■ WORK REQUIRED ■
Copy all lines in the data that contain the string "help".

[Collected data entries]
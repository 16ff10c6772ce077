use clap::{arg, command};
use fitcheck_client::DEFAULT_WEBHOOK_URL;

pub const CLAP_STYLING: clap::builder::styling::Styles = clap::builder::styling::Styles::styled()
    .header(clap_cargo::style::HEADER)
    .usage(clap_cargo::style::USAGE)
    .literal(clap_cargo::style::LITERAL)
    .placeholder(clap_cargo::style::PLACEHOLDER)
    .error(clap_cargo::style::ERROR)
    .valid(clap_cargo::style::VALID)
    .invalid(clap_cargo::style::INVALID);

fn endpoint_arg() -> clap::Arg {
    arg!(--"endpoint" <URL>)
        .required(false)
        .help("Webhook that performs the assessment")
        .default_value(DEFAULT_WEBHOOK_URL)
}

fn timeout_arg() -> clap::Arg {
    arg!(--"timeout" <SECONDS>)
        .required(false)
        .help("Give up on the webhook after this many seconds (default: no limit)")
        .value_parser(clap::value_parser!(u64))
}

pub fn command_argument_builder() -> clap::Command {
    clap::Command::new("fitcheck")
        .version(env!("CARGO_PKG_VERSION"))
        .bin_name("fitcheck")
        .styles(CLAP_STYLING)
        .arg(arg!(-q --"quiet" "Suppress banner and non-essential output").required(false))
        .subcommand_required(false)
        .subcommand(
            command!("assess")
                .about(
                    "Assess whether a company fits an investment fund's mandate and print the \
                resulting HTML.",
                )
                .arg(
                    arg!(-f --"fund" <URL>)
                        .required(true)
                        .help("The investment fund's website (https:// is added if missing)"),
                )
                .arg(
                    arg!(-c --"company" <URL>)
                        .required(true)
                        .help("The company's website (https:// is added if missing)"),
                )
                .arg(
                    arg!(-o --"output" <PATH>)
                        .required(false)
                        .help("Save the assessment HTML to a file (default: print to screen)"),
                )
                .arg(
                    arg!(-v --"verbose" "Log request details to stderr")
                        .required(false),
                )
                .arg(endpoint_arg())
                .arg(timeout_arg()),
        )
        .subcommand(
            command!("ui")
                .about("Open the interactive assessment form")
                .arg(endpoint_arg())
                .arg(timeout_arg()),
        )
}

■ EXERCISE RESPONSE ■
        .help("Webhook that performs the assessment")
        .help("Give up on the webhook after this many seconds (default: no limit)")
                        .help("The investment fund's website (https:// is added if missing)"),
                        .help("The company's website (https:// is added if missing)"),
                        .help("Save the assessment HTML to a file (default: print to screen)"),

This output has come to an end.